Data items
===============

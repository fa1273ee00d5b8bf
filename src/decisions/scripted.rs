//! Scripted decisions for tests, replays and demos.

use std::collections::VecDeque;

use serde::{Deserialize, Serialize};

use super::DecisionProvider;
use crate::board::Target;
use crate::cards::Card;
use crate::core::{GameState, PlayerId};

/// One scripted answer.
#[derive(Clone, Copy, Debug, PartialEq, Eq, Serialize, Deserialize)]
pub enum Decision {
    Branch(u8),
    Split(u8),
    Pawn(Option<usize>),
    Target(usize),
    UseBanked(bool),
}

/// Answers decisions from a fixed script, in order.
///
/// When the script is empty, or its next answer is for a different kind
/// of decision, the first offered option is used instead (branch 1,
/// split 1, first eligible pawn, first target, keep banked cards) and
/// the mismatched answer stays queued.
///
/// ```
/// use sorry_engine::decisions::{Decision, ScriptedDecisions};
///
/// let script = ScriptedDecisions::new([Decision::Branch(1), Decision::Pawn(Some(0))]);
/// assert_eq!(script.remaining().len(), 2);
/// ```
#[derive(Clone, Debug, Default)]
pub struct ScriptedDecisions {
    script: VecDeque<Decision>,
    fallbacks: usize,
}

impl ScriptedDecisions {
    pub fn new(script: impl IntoIterator<Item = Decision>) -> Self {
        Self {
            script: script.into_iter().collect(),
            fallbacks: 0,
        }
    }

    /// Append more answers to the end of the script.
    pub fn extend(&mut self, more: impl IntoIterator<Item = Decision>) {
        self.script.extend(more);
    }

    /// Answers not yet consumed.
    #[must_use]
    pub fn remaining(&self) -> &VecDeque<Decision> {
        &self.script
    }

    /// How many times a default answer was used instead of the script.
    #[must_use]
    pub fn fallbacks(&self) -> usize {
        self.fallbacks
    }

    fn next<T>(&mut self, what: &str, pick: impl Fn(Decision) -> Option<T>, default: T) -> T {
        if let Some(answer) = self.script.front().copied().and_then(&pick) {
            self.script.pop_front();
            return answer;
        }
        self.fallbacks += 1;
        log::warn!(
            "scripted decisions: no {} answer queued (next: {:?}), using default",
            what,
            self.script.front()
        );
        default
    }
}

impl DecisionProvider for ScriptedDecisions {
    fn choose_branch(&mut self, _state: &GameState, _player: PlayerId, _card: Card) -> u8 {
        self.next(
            "branch",
            |d| match d {
                Decision::Branch(b) => Some(b),
                _ => None,
            },
            1,
        )
    }

    fn choose_split(&mut self, _state: &GameState, _player: PlayerId) -> u8 {
        self.next(
            "split",
            |d| match d {
                Decision::Split(s) => Some(s),
                _ => None,
            },
            1,
        )
    }

    fn choose_pawn(
        &mut self,
        _state: &GameState,
        _player: PlayerId,
        _spaces: i32,
        eligible: &[usize],
    ) -> Option<usize> {
        self.next(
            "pawn",
            |d| match d {
                Decision::Pawn(p) => Some(p),
                _ => None,
            },
            eligible.first().copied(),
        )
    }

    fn choose_target(&mut self, _state: &GameState, _player: PlayerId, _candidates: &[Target]) -> usize {
        self.next(
            "target",
            |d| match d {
                Decision::Target(t) => Some(t),
                _ => None,
            },
            0,
        )
    }

    fn use_banked_sorry(&mut self, _state: &GameState, _player: PlayerId) -> bool {
        self.next(
            "banked Sorry!",
            |d| match d {
                Decision::UseBanked(b) => Some(b),
                _ => None,
            },
            false,
        )
    }
}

===============

_Exercise requirements_
Every entry must appear in the answer exactly as written.

_Solution_
repository fa1273ee00d5b8bf
filename src/decisions/scripted.rs
//! Scripted decisions for tests, replays and demos.

use std::collections::VecDeque;

use serde::{Deserialize, Serialize};

use super::DecisionProvider;
use crate::board::Target;
use crate::cards::Card;
use crate::core::{GameState, PlayerId};

/// One scripted answer.
#[derive(Clone, Copy, Debug, PartialEq, Eq, Serialize, Deserialize)]
pub enum Decision {
    Branch(u8),
    Split(u8),
    Pawn(Option<usize>),
    Target(usize),
    UseBanked(bool),
}

/// Answers decisions from a fixed script, in order.
///
/// When the script is empty, or its next answer is for a different kind
/// of decision, the first offered option is used instead (branch 1,
/// split 1, first eligible pawn, first target, keep banked cards) and
/// the mismatched answer stays queued.
///
/// ```
/// use sorry_engine::decisions::{Decision, ScriptedDecisions};
///
/// let script = ScriptedDecisions::new([Decision::Branch(1), Decision::Pawn(Some(0))]);
/// assert_eq!(script.remaining().len(), 2);
/// ```
#[derive(Clone, Debug, Default)]
pub struct ScriptedDecisions {
    script: VecDeque<Decision>,
    fallbacks: usize,
}

impl ScriptedDecisions {
    pub fn new(script: impl IntoIterator<Item = Decision>) -> Self {
        Self {
            script: script.into_iter().collect(),
            fallbacks: 0,
        }
    }

    /// Append more answers to the end of the script.
    pub fn extend(&mut self, more: impl IntoIterator<Item = Decision>) {
        self.script.extend(more);
    }

    /// Answers not yet consumed.
    #[must_use]
    pub fn remaining(&self) -> &VecDeque<Decision> {
        &self.script
    }

    /// How many times a default answer was used instead of the script.
    #[must_use]
    pub fn fallbacks(&self) -> usize {
        self.fallbacks
    }

    fn next<T>(&mut self, what: &str, pick: impl Fn(Decision) -> Option<T>, default: T) -> T {
        if let Some(answer) = self.script.front().copied().and_then(&pick) {
            self.script.pop_front();
            return answer;
        }
        self.fallbacks += 1;
        log::warn!(
            "scripted decisions: no {} answer queued (next: {:?}), using default",
            what,
            self.script.front()
        );
        default
    }
}

impl DecisionProvider for ScriptedDecisions {
    fn choose_branch(&mut self, _state: &GameState, _player: PlayerId, _card: Card) -> u8 {
        self.next(
            "branch",
            |d| match d {
                Decision::Branch(b) => Some(b),
                _ => None,
            },
            1,
        )
    }

    fn choose_split(&mut self, _state: &GameState, _player: PlayerId) -> u8 {
        self.next(
            "split",
            |d| match d {
                Decision::Split(s) => Some(s),
                _ => None,
            },
            1,
        )
    }

    fn choose_pawn(
        &mut self,
        _state: &GameState,
        _player: PlayerId,
        _spaces: i32,
        eligible: &[usize],
    ) -> Option<usize> {
        self.next(
            "pawn",
            |d| match d {
                Decision::Pawn(p) => Some(p),
                _ => None,
            },
            eligible.first().copied(),
        )
    }

    fn choose_target(&mut self, _state: &GameState, _player: PlayerId, _candidates: &[Target]) -> usize {
        self.next(
            "target",
            |d| match d {
                Decision::Target(t) => Some(t),
                _ => None,
            },
            0,
        )
    }

    fn use_banked_sorry(&mut self, _state: &GameState, _player: PlayerId) -> bool {
        self.next(
            "banked Sorry!",
            |d| match d {
                Decision::UseBanked(b) => Some(b),
                _ => None,
            },
            false,
        )
    }
}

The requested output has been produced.